use colored::*;
use std::path::Path;
use std::time::SystemTime;

use crate::common::config::Config;
use crate::common::format::{self, format_path, format_size};
use crate::exporter::{ExportOutcome, ExportRecord, InstanceName};
use crate::job::{PruneResult, RunReport};
use crate::retention::PruneMode;

/// Print instance names, default marker already stripped
pub fn print_instances(instances: &[InstanceName]) {
    println!();
    println!("  {} WSL Instances", "🐧");
    println!("{}", "─".repeat(60).dimmed());
    if instances.is_empty() {
        println!("  No instances found.");
    }
    for (i, name) in instances.iter().enumerate() {
        println!("  {:>3}. {}", i + 1, name.as_str().cyan());
    }
    println!();
}

pub fn print_instances_json(instances: &[InstanceName]) {
    match serde_json::to_string_pretty(instances) {
        Ok(s) => println!("{}", s),
        Err(e) => eprintln!("Error: {}", e),
    }
}

pub fn print_instances_quiet(instances: &[InstanceName]) {
    for name in instances {
        println!("{}", name);
    }
}

/// Print one line per export, with the resulting archive
pub fn print_exports(records: &[ExportRecord], dry_run: bool) {
    println!();
    if dry_run {
        println!("  {} Archives that would be written", "📦");
    } else {
        println!("  {} Exports", "📦");
    }
    println!("{}", "─".repeat(60).dimmed());

    for record in records {
        let file = record
            .destination_path
            .file_name()
            .unwrap_or_default()
            .to_string_lossy();
        match &record.outcome {
            ExportOutcome::Planned => {
                println!("  {} {}", "•".dimmed(), file);
            }
            ExportOutcome::Exported { size_bytes } => {
                let size = size_bytes.map(format_size).unwrap_or_else(|| "?".to_string());
                println!("  {} {} ({})", "✓".green(), file, size.dimmed());
            }
            ExportOutcome::Failed { message } => {
                println!("  {} {}", "✗".red(), file);
                println!("      {}", message.dimmed());
            }
        }
    }
    println!();
}

/// Print the outcome of one prune pass
pub fn print_prune_result(label: &str, result: &PruneResult) {
    let report = match result {
        Ok(r) => r,
        Err(e) => {
            println!("  {} {} cleanup skipped: {}", "⚠".yellow(), label, e);
            return;
        }
    };

    let verb = if report.mode == PruneMode::DryRun {
        "Would delete"
    } else {
        "Deleted"
    };

    if report.deleted.is_empty() && report.failed.is_empty() {
        println!(
            "  {} {}: nothing to delete in {} ({} matched, {} kept by floor)",
            "✓".green(),
            label,
            format_path(&report.directory),
            report.examined,
            report.protected
        );
        return;
    }

    println!(
        "  {} {}: {} {}, {} ({} matched, {} kept by floor)",
        "🗑".to_string(),
        label,
        verb,
        format::format_count(report.deleted.len()).cyan(),
        format_size(report.bytes_freed),
        report.examined,
        report.protected
    );

    let now = SystemTime::now();
    for file in &report.deleted {
        println!(
            "    {} {} {}",
            "✗".red(),
            file.file_name(),
            format!("({})", format::format_age(file.modified, now)).dimmed()
        );
    }
    for failed in &report.failed {
        println!(
            "    {} {}: {}",
            "⚠".yellow(),
            failed.path.display(),
            failed.error.dimmed()
        );
    }
}

pub fn print_run_report(report: &RunReport) {
    print_exports(&report.exports, report.dry_run);

    if report.backup_prune.is_some() || report.log_prune.is_some() {
        println!("  {} Cleanup", "🧹");
        println!("{}", "─".repeat(60).dimmed());
        if let Some(result) = &report.backup_prune {
            print_prune_result("Backups", result);
        }
        if let Some(result) = &report.log_prune {
            print_prune_result("Logs", result);
        }
        println!();
    }

    let failed = report.failed_exports();
    let summary = format!(
        "{} instance(s) in {}",
        report.instances.len(),
        format::format_duration(report.duration_secs)
    );
    if report.dry_run {
        println!("  {} Dry run — {}. Nothing was changed.", "ℹ️", summary);
    } else if failed > 0 {
        println!(
            "  {} {} — {} export(s) failed",
            "⚠".yellow(),
            summary,
            failed.to_string().red()
        );
    } else {
        println!("  {} Backed up {}", "✓".green(), summary);
    }
    println!();
}

pub fn prune_result_json(result: &PruneResult) -> serde_json::Value {
    match result {
        Ok(report) => serde_json::json!({
            "directory": report.directory.display().to_string(),
            "mode": report.mode,
            "examined": report.examined,
            "protected": report.protected,
            "deleted": report.deleted.iter().map(|f| f.path.display().to_string()).collect::<Vec<_>>(),
            "failed": report.failed.iter().map(|f| serde_json::json!({
                "path": f.path.display().to_string(),
                "error": f.error,
            })).collect::<Vec<_>>(),
            "bytes_freed": report.bytes_freed,
        }),
        Err(e) => serde_json::json!({ "error": e.to_string() }),
    }
}

pub fn run_report_json(report: &RunReport) -> serde_json::Value {
    serde_json::json!({
        "dry_run": report.dry_run,
        "instances": report.instances,
        "exports": report.exports,
        "backup_prune": report.backup_prune.as_ref().map(prune_result_json),
        "log_prune": report.log_prune.as_ref().map(prune_result_json),
        "duration_secs": report.duration_secs,
    })
}

pub fn print_run_quiet(report: &RunReport) {
    let deleted = |r: &Option<PruneResult>| match r {
        Some(Ok(p)) => p.deleted.len().to_string(),
        Some(Err(_)) => "skipped".to_string(),
        None => "-".to_string(),
    };
    println!(
        "{}  {}  {}  {}",
        report.exports.len(),
        report.failed_exports(),
        deleted(&report.backup_prune),
        deleted(&report.log_prune)
    );
}

pub fn print_config(path: &Path, config: &Config) {
    format::print_header("wsl2-backup Configuration");
    format::print_kv("Config file", &format_path(path));
    format::print_kv("BackupPath", &config.backup_path.display().to_string());
    format::print_kv(
        "AgeOfBackupsToDelete",
        &format!("{} days", config.backup_max_age_days),
    );
    format::print_kv(
        "MinNumOfBackupsToKeep",
        &config.min_backups_to_keep.to_string(),
    );
    format::print_kv("LogPath", &config.log_path.display().to_string());
    format::print_kv(
        "AgeOfOldLogFilesToDelete",
        &format!("{} days", config.log_max_age_days),
    );
    format::print_kv("WslExecutable", &config.wsl_executable);
    println!();
}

Your instructions
Everything in the listing above should be duplicated exactly.

Answer
use colored::*;
use std::path::Path;
use std::time::SystemTime;

use crate::common::config::Config;
use crate::common::format::{self, format_path, format_size};
use crate::exporter::{ExportOutcome, ExportRecord, InstanceName};
use crate::job::{PruneResult, RunReport};
use crate::retention::PruneMode;

/// Print instance names, default marker already stripped
pub fn print_instances(instances: &[InstanceName]) {
    println!();
    println!("  {} WSL Instances", "🐧");
    println!("{}", "─".repeat(60).dimmed());
    if instances.is_empty() {
        println!("  No instances found.");
    }
    for (i, name) in instances.iter().enumerate() {
        println!("  {:>3}. {}", i + 1, name.as_str().cyan());
    }
    println!();
}

pub fn print_instances_json(instances: &[InstanceName]) {
    match serde_json::to_string_pretty(instances) {
        Ok(s) => println!("{}", s),
        Err(e) => eprintln!("Error: {}", e),
    }
}

pub fn print_instances_quiet(instances: &[InstanceName]) {
    for name in instances {
        println!("{}", name);
    }
}

/// Print one line per export, with the resulting archive
pub fn print_exports(records: &[ExportRecord], dry_run: bool) {
    println!();
    if dry_run {
        println!("  {} Archives that would be written", "📦");
    } else {
        println!("  {} Exports", "📦");
    }
    println!("{}", "─".repeat(60).dimmed());

    for record in records {
        let file = record
            .destination_path
            .file_name()
            .unwrap_or_default()
            .to_string_lossy();
        match &record.outcome {
            ExportOutcome::Planned => {
                println!("  {} {}", "•".dimmed(), file);
            }
            ExportOutcome::Exported { size_bytes } => {
                let size = size_bytes.map(format_size).unwrap_or_else(|| "?".to_string());
                println!("  {} {} ({})", "✓".green(), file, size.dimmed());
            }
            ExportOutcome::Failed { message } => {
                println!("  {} {}", "✗".red(), file);
                println!("      {}", message.dimmed());
            }
        }
    }
    println!();
}

/// Print the outcome of one prune pass
pub fn print_prune_result(label: &str, result: &PruneResult) {
    let report = match result {
        Ok(r) => r,
        Err(e) => {
            println!("  {} {} cleanup skipped: {}", "⚠".yellow(), label, e);
            return;
        }
    };

    let verb = if report.mode == PruneMode::DryRun {
        "Would delete"
    } else {
        "Deleted"
    };

    if report.deleted.is_empty() && report.failed.is_empty() {
        println!(
            "  {} {}: nothing to delete in {} ({} matched, {} kept by floor)",
            "✓".green(),
            label,
            format_path(&report.directory),
            report.examined,
            report.protected
        );
        return;
    }

    println!(
        "  {} {}: {} {}, {} ({} matched, {} kept by floor)",
        "🗑".to_string(),
        label,
        verb,
        format::format_count(report.deleted.len()).cyan(),
        format_size(report.bytes_freed),
        report.examined,
        report.protected
    );

    let now = SystemTime::now();
    for file in &report.deleted {
        println!(
            "    {} {} {}",
            "✗".red(),
            file.file_name(),
            format!("({})", format::format_age(file.modified, now)).dimmed()
        );
    }
    for failed in &report.failed {
        println!(
            "    {} {}: {}",
            "⚠".yellow(),
            failed.path.display(),
            failed.error.dimmed()
        );
    }
}

pub fn print_run_report(report: &RunReport) {
    print_exports(&report.exports, report.dry_run);

    if report.backup_prune.is_some() || report.log_prune.is_some() {
        println!("  {} Cleanup", "🧹");
        println!("{}", "─".repeat(60).dimmed());
        if let Some(result) = &report.backup_prune {
            print_prune_result("Backups", result);
        }
        if let Some(result) = &report.log_prune {
            print_prune_result("Logs", result);
        }
        println!();
    }

    let failed = report.failed_exports();
    let summary = format!(
        "{} instance(s) in {}",
        report.instances.len(),
        format::format_duration(report.duration_secs)
    );
    if report.dry_run {
        println!("  {} Dry run — {}. Nothing was changed.", "ℹ️", summary);
    } else if failed > 0 {
        println!(
            "  {} {} — {} export(s) failed",
            "⚠".yellow(),
            summary,
            failed.to_string().red()
        );
    } else {
        println!("  {} Backed up {}", "✓".green(), summary);
    }
    println!();
}

pub fn prune_result_json(result: &PruneResult) -> serde_json::Value {
    match result {
        Ok(report) => serde_json::json!({
            "directory": report.directory.display().to_string(),
            "mode": report.mode,
            "examined": report.examined,
            "protected": report.protected,
            "deleted": report.deleted.iter().map(|f| f.path.display().to_string()).collect::<Vec<_>>(),
            "failed": report.failed.iter().map(|f| serde_json::json!({
                "path": f.path.display().to_string(),
                "error": f.error,
            })).collect::<Vec<_>>(),
            "bytes_freed": report.bytes_freed,
        }),
        Err(e) => serde_json::json!({ "error": e.to_string() }),
    }
}

pub fn run_report_json(report: &RunReport) -> serde_json::Value {
    serde_json::json!({
        "dry_run": report.dry_run,
        "instances": report.instances,
        "exports": report.exports,
        "backup_prune": report.backup_prune.as_ref().map(prune_result_json),
        "log_prune": report.log_prune.as_ref().map(prune_result_json),
        "duration_secs": report.duration_secs,
    })
}

pub fn print_run_quiet(report: &RunReport) {
    let deleted = |r: &Option<PruneResult>| match r {
        Some(Ok(p)) => p.deleted.len().to_string(),
        Some(Err(_)) => "skipped".to_string(),
        None => "-".to_string(),
    };
    println!(
        "{}  {}  {}  {}",
        report.exports.len(),
        report.failed_exports(),
        deleted(&report.backup_prune),
        deleted(&report.log_prune)
    );
}

pub fn print_config(path: &Path, config: &Config) {
    format::print_header("wsl2-backup Configuration");
    format::print_kv("Config file", &format_path(path));
    format::print_kv("BackupPath", &config.backup_path.display().to_string());
    format::print_kv(
        "AgeOfBackupsToDelete",
        &format!("{} days", config.backup_max_age_days),
    );
    format::print_kv(
        "MinNumOfBackupsToKeep",
        &config.min_backups_to_keep.to_string(),
    );
    format::print_kv("LogPath", &config.log_path.display().to_string());
    format::print_kv(
        "AgeOfOldLogFilesToDelete",
        &format!("{} days", config.log_max_age_days),
    );
    format::print_kv("WslExecutable", &config.wsl_executable);
    println!();
}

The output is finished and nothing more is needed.